Literature DB >> 16670016

Allelic drop-out may occur with a primer binding site polymorphism for the commonly used RFLP assay for the -1131T>C polymorphism of the Apolipoprotein AV gene.

Kirsten J Ward1, Sian Ellard, Chittaranjan S Yajnik, Timothy M Frayling, Andrew T Hattersley, Prathyusha N S Venigalla, Giriraj R Chandak.   

Abstract

Apolipoprotein AV (ApoAV) gene variant, -1131T>C, is associated with increased triglyceride concentrations in all ethnic groups studied. An MseI based RFLP analysis is the most commonly used method for genotyping this SNP. We genotyped a large cohort comprising 1185 Asian Indians and 173 UK Caucasians for -1131T>C using an ARMS-PCR based tetra-primer method. For quality control, we re-genotyped approximately 10% random samples from this cohort utilizing the MseI RFLP, which showed a 2.9% (3/102) genotyping error rate between the two methods. To investigate further, we sequenced the 900 bp region around the -1131T>C polymorphism in 25 Asian Indians and 15 UK Caucasians and found a number of polymorphisms including the -987C>T polymorphism. Further analysis of the -987C>T SNP showed a higher rare allele frequency of 0.23 in Asian Indians (n = 158) compared to 0.09 in the UK Caucasians (n = 157). This SNP is located 4 bp from the 3' end of the RFLP forward primer and is in weak linkage disequilibrium with -1131T>C variant (r2 = 0.084 and D' = 1).
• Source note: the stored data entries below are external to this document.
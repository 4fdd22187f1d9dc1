use std::collections::BTreeSet;

use crate::catalog::Catalog;
use crate::locale::Locale;
use crate::I18nError;

const BUNDLED: [(Locale, &str); 2] = [
    (Locale::Pt, include_str!("../locales/pt.yaml")),
    (Locale::En, include_str!("../locales/en.yaml")),
];

/// Catalogs for every supported locale.
#[derive(Clone, Debug, Default)]
pub struct TranslationTables {
    pt: Catalog,
    en: Catalog,
}

impl TranslationTables {
    /// Empty tables; every lookup falls back to the key.
    pub fn new() -> Self {
        Self::default()
    }

    /// The site's own translations, compiled into the binary.
    pub fn bundled() -> Result<Self, I18nError> {
        let mut tables = Self::new();
        for (locale, src) in BUNDLED {
            tables.load_str(locale, src)?;
        }
        Ok(tables)
    }

    /// Parse a YAML catalog and install it for `locale`, replacing the previous one.
    pub fn load_str(&mut self, locale: Locale, src: &str) -> Result<(), I18nError> {
        let catalog =
            Catalog::parse(src).map_err(|source| I18nError::Catalog { locale, source })?;
        self.insert(locale, catalog);
        Ok(())
    }

    pub fn insert(&mut self, locale: Locale, catalog: Catalog) {
        *self.catalog_mut(locale) = catalog;
    }

    pub fn catalog(&self, locale: Locale) -> &Catalog {
        match locale {
            Locale::Pt => &self.pt,
            Locale::En => &self.en,
        }
    }

    fn catalog_mut(&mut self, locale: Locale) -> &mut Catalog {
        match locale {
            Locale::Pt => &mut self.pt,
            Locale::En => &mut self.en,
        }
    }

    pub fn get(&self, locale: Locale, key: &str) -> Option<&str> {
        self.catalog(locale).get(key)
    }

    /// Compare key sets across locales.
    pub fn parity(&self) -> ParityReport {
        let all: BTreeSet<&str> = Locale::ALL
            .iter()
            .flat_map(|l| self.catalog(*l).keys())
            .collect();

        let missing = Locale::ALL
            .iter()
            .map(|l| {
                let cat = self.catalog(*l);
                let keys = all
                    .iter()
                    .filter(|k| !cat.contains_key(k))
                    .map(|k| k.to_string())
                    .collect();
                (*l, keys)
            })
            .collect();

        ParityReport { missing }
    }
}

/// Keys absent from a locale that some other locale defines.
#[derive(Clone, Debug, PartialEq, Eq)]
pub struct ParityReport {
    missing: Vec<(Locale, Vec<String>)>,
}

impl ParityReport {
    pub fn is_consistent(&self) -> bool {
        self.missing.iter().all(|(_, keys)| keys.is_empty())
    }

    /// Sorted keys missing from `locale`.
    pub fn missing_in(&self, locale: Locale) -> &[String] {
        self.missing
            .iter()
            .find(|(l, _)| *l == locale)
            .map(|(_, keys)| keys.as_slice())
            .unwrap_or(&[])
    }
}

#[cfg(test)]
mod tests {
    use super::*;
    use pretty_assertions::assert_eq;

    #[test]
    fn parity_lists_keys_missing_on_each_side() {
        let mut tables = TranslationTables::new();
        tables.load_str(Locale::Pt, "a: um\nb: dois\n").unwrap();
        tables.load_str(Locale::En, "b: two\nc: three\n").unwrap();

        let report = tables.parity();
        assert!(!report.is_consistent());
        assert_eq!(report.missing_in(Locale::Pt), ["c".to_string()]);
        assert_eq!(report.missing_in(Locale::En), ["a".to_string()]);
    }

    #[test]
    fn empty_tables_are_consistent() {
        assert!(TranslationTables::new().parity().is_consistent());
    }

    #[test]
    fn catalog_errors_name_the_locale() {
        let mut tables = TranslationTables::new();
        let err = tables.load_str(Locale::En, "- nope\n").unwrap_err();
        assert!(err.to_string().starts_with("en catalog:"));
    }
}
Repeated RFLP analysis of seven subjects heterozygous for -987C>T (seven times), showed discordant results with the sequence at -1131T>C SNP nearly one third (15/49) of the time. We conclude that presence of -987C>T polymorphism in the forward primer of the MseI RFLP assay may lead to allelic drop-out and generate unforeseen errors in genotyping the -1131T>C polymorphism. Our results also emphasise the need for careful quality control in all molecular genetic studies, particularly while transferring genotyping methods between various ethnic groups.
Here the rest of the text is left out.